Records from a data source:
= Beginning of Section =
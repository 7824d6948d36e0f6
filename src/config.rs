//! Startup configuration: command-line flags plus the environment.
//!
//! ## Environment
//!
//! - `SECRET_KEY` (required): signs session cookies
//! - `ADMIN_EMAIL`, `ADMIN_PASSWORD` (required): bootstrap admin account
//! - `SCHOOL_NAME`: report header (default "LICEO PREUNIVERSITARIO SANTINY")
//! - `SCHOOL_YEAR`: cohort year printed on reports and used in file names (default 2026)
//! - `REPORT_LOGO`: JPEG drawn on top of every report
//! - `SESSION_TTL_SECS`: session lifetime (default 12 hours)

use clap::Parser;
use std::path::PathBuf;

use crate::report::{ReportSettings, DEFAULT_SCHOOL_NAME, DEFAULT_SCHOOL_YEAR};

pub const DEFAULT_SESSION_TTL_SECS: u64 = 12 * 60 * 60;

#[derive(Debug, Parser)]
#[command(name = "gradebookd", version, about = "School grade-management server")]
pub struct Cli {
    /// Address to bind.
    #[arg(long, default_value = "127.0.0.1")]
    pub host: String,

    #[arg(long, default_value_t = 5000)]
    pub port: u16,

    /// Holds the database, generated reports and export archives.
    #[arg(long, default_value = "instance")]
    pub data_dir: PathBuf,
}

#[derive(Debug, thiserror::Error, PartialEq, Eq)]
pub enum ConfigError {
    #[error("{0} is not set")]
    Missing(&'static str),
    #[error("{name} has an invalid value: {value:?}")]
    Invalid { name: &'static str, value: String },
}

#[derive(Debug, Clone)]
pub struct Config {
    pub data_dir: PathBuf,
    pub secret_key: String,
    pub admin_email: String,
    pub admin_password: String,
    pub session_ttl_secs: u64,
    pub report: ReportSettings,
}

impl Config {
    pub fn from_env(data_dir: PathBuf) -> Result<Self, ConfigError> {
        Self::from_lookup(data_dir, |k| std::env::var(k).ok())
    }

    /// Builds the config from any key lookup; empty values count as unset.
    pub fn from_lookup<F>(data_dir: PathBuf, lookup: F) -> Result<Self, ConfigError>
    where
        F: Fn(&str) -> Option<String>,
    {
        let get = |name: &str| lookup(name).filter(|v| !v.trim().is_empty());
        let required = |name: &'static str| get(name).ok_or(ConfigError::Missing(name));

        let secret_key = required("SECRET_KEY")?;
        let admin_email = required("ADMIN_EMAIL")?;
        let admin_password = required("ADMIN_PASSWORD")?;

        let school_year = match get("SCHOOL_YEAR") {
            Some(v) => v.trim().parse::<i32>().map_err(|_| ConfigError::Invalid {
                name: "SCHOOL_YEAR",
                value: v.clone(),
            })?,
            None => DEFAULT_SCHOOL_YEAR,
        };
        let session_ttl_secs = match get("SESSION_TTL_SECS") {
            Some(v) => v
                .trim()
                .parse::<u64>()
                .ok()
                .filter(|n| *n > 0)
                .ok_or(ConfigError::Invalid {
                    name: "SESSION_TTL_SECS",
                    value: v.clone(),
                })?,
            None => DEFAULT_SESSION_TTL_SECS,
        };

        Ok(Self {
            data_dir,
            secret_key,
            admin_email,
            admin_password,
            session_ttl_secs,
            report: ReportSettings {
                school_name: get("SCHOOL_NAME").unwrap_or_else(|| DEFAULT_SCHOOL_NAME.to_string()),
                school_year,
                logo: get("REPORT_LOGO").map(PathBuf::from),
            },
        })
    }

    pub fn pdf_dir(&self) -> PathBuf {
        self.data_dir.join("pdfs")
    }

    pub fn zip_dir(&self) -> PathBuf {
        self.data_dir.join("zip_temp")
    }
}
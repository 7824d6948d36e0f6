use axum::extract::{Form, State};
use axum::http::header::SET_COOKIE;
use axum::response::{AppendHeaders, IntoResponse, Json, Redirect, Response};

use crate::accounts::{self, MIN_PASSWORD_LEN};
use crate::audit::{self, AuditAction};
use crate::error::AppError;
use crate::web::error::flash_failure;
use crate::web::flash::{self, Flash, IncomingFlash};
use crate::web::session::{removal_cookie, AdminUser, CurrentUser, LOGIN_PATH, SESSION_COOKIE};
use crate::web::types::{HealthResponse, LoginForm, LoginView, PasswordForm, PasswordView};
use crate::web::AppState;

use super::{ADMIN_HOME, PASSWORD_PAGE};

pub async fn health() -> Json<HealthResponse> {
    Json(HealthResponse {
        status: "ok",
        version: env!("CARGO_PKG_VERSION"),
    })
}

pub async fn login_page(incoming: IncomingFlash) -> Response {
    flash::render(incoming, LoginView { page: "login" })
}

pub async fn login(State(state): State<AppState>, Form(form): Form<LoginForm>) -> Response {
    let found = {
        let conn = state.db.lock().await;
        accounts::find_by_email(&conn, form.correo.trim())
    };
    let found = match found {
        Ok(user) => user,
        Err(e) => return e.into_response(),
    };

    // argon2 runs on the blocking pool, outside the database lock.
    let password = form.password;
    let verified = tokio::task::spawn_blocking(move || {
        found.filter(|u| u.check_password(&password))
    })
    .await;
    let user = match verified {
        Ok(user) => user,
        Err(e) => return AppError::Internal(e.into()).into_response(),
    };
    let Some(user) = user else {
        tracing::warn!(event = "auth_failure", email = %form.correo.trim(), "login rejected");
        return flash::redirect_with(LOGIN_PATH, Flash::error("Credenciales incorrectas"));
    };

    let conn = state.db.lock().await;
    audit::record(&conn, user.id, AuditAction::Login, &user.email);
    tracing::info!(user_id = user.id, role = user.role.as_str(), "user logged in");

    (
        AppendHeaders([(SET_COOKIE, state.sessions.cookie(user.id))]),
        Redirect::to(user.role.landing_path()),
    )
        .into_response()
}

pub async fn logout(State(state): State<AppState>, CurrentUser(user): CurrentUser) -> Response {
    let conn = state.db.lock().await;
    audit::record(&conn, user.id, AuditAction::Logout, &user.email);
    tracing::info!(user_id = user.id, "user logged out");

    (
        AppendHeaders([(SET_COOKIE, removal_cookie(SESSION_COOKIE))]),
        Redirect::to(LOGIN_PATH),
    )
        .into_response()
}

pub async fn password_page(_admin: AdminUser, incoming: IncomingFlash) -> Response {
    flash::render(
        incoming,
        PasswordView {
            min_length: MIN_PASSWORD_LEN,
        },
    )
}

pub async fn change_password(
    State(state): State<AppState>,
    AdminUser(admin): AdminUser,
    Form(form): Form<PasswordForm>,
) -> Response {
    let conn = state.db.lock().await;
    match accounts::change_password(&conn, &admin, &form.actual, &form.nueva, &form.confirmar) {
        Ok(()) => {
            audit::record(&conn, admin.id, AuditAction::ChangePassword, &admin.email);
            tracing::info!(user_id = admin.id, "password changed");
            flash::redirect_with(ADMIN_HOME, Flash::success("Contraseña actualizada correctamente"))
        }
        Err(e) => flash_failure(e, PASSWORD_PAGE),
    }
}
= End of Section =
[YOUR TASK] All that is needed is a number: how many lines in the data above contain the string "verified".

[ANSWER TO THE EXERCISE] 2